Infine, il rapporto avverte che il PDH, nonostante i regolamenti e le politiche pubbliche a favore dei bambini e adolescenti del Guatemala, essi continuano a subire aggressioni alla loro integrità e della sicurezza personale.
Cerigua, Adital, 27/02/2013 

700 - PDH DESTACA PRECARIA SITUACIÓN DE LA NIÑEZ Y ADOLESCENCIA GUATEMALTECA

En Guatemala el ciclo de vida de mayor vulnerabilidad es la niñez y la adolescencia, que se agrava bajo las circunstancias de ruralidad, pobreza, sexo y diversidad cultural, según el Informe Anual Circunstanciado: Situación de los Derechos Humanos de Guatemala 2012.
El documento, elaborado por la Procuraduría de los Derechos Humanos (PDH), destaca que las personas comprendidas en las edades de 0 a 18 años se han convertido en las principales víctimas de violaciones a sus derechos, ante un sistema de protección débil, desarticulado, el cual tiende a todo tipo de vulnerabilidad que afecta a la niñez y adolescencia.
De acuerdo con la publicación, la falta de presencia institucional, vinculada a la niñez en el ámbito comunitario, genera que las acciones de violencia hacia la niñez quede en la impunidad, o bien, sean prácticas normalizadas.
La PDH reveló en su informe que se suma a la situación de la niñez y adolescencia la conflictividad social, por pertenencia o posesión de tierras y la presencia de la delincuencia organizada, que están creando una cultura de tolerancia hacia los actos de violencia donde los niños, niñas y adolescentes son espectadores y víctimas.

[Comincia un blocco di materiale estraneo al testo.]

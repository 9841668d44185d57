use clap::Parser;
use std::path::PathBuf;

#[derive(Debug, Parser, Clone)]
#[clap(
    version,
    about = "Scripted load driver for OAuth-protected accounting APIs: warm-up, batched main phase, and injected faults."
)]
pub struct DriverArgs {
    /// Path to config file (TOML or JSON). Defaults to ./apiload.toml, then ./apiload.json
    #[arg(long = "config", short = 'c')]
    pub config: Option<PathBuf>,

    /// Enable debug logging (overridden by APILOAD_LOG or RUST_LOG)
    #[arg(long = "verbose", short = 'v')]
    pub verbose: bool,

    /// Disable colored status codes in the report (also honours NO_COLOR)
    #[arg(long = "no-color")]
    pub no_color: bool,
}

Le entidad subrayó que aunque en Guatemala existen diversas leyes a favor de la infancia, éstas representan una normativa mínima, para lo que necesita esta población en el país.
Según Paulo Sérgio Pinheiro, experto independiente en el tema, el carácter único de la niñez, su potencial y vulnerabilidad, su dependencia de los adultos, hace imperativo que se tengan más acciones de protección contra la violencia.
Pinheiro indicó que toda sociedad, sea cual sea su trasfondo cultural, económico o social, puede y debe poner fin a la violencia y las agresiones contra la infancia, además subrayó la necesidad de transformar la mentalidad de las sociedades y las condiciones económicas y sociales de esta población.
Finalmente, el informe de la PDH advierte que a pesar de las normativas y las políticas públicas a favor de la niñez y adolescencia guatemalteca, ellos y ellas siguen sufriendo constantemente atropellos a su integridad y seguridad personal.